---------- Information provided

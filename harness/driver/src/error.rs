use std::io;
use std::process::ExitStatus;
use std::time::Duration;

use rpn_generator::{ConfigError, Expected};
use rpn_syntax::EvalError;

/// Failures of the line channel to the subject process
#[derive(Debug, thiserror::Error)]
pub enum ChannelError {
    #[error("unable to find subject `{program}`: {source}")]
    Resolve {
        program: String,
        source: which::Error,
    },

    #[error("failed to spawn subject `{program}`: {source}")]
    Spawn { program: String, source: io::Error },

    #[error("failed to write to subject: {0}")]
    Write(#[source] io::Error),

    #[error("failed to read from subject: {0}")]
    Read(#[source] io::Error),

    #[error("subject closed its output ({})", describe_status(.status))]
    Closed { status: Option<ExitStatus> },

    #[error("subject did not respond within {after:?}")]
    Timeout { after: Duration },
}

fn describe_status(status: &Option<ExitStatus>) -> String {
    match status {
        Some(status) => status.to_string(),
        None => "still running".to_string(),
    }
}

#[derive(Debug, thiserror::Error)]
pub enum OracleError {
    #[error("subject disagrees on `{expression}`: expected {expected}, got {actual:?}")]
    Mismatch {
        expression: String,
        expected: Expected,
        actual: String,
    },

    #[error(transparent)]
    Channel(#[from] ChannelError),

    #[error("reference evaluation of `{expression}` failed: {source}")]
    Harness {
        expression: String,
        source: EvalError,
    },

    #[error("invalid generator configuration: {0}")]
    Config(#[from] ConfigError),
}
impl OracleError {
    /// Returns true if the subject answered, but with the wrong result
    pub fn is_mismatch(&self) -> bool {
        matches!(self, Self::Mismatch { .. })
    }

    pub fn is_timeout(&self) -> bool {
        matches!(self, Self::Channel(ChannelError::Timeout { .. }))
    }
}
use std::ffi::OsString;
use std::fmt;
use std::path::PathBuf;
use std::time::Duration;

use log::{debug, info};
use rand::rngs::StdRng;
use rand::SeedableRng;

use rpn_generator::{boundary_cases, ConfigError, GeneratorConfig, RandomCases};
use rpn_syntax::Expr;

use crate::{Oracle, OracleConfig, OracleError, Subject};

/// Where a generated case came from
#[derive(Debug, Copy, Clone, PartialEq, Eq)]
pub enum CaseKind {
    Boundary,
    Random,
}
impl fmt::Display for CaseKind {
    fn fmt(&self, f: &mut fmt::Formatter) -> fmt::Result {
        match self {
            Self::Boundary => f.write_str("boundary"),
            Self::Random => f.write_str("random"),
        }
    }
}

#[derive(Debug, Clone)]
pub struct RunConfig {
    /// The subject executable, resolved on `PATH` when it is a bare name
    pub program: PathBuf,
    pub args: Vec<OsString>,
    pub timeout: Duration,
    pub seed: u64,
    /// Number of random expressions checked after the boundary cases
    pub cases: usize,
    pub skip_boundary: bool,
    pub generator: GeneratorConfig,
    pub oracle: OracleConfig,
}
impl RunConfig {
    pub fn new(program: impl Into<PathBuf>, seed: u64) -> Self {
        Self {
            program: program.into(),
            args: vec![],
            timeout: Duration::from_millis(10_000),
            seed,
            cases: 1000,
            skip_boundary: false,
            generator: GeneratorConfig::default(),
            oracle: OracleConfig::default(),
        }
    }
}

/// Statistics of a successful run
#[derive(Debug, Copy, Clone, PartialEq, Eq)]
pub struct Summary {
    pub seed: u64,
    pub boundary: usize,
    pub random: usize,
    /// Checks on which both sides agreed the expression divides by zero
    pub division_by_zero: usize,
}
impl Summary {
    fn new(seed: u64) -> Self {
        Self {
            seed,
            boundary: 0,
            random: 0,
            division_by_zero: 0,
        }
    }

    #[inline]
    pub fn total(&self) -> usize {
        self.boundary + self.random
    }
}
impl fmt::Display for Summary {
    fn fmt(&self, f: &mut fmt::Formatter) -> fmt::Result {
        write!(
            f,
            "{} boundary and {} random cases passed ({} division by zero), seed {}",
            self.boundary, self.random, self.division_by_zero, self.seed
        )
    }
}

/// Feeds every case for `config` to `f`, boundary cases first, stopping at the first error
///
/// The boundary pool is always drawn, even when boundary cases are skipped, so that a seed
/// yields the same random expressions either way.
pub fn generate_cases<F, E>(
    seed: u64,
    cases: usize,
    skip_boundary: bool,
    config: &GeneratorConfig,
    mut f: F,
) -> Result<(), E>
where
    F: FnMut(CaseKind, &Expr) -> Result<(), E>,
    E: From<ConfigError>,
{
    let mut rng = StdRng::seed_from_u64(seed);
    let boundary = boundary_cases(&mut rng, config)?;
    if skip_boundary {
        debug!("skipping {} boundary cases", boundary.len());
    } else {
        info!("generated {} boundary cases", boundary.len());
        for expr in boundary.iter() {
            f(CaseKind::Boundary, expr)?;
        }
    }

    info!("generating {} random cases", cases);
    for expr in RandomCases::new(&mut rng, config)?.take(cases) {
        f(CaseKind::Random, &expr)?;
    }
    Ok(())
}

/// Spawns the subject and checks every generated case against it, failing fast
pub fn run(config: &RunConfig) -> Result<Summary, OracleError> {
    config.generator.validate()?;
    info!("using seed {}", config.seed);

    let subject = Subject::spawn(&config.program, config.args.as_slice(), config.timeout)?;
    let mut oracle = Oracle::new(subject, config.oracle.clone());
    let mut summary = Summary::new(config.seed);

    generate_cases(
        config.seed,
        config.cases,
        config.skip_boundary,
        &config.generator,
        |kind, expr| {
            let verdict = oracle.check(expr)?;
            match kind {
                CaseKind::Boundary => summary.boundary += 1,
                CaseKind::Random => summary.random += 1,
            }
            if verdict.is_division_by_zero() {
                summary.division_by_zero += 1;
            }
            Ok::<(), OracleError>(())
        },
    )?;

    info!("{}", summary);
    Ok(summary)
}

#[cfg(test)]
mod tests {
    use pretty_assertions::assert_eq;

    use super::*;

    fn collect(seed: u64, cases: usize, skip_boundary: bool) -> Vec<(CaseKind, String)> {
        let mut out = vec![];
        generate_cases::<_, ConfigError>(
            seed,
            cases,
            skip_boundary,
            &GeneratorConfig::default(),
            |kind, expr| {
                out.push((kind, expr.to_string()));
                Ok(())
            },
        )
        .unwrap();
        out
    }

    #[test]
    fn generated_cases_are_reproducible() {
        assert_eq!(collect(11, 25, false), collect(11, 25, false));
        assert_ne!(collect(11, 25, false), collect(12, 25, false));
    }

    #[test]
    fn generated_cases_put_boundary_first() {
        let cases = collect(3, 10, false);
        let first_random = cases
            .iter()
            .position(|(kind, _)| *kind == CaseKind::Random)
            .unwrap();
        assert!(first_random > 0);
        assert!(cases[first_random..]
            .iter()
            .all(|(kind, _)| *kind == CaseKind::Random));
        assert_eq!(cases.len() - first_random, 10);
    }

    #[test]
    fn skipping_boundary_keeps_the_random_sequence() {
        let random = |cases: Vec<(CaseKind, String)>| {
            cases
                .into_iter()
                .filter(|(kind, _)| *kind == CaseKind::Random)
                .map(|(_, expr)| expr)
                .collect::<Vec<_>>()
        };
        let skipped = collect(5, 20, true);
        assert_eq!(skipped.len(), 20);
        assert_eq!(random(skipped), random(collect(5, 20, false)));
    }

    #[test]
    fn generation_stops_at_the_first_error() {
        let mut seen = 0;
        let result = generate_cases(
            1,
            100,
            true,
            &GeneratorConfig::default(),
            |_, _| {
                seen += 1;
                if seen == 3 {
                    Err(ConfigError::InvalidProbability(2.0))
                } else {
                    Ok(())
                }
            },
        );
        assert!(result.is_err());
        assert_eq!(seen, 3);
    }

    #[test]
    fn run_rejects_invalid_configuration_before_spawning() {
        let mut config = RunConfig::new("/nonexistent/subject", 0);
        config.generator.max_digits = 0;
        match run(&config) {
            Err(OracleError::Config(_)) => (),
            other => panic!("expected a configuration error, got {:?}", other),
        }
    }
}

--------------------

Task description »
How many lines of the data hold the string "when"? Reply with the number alone.

Solution »
2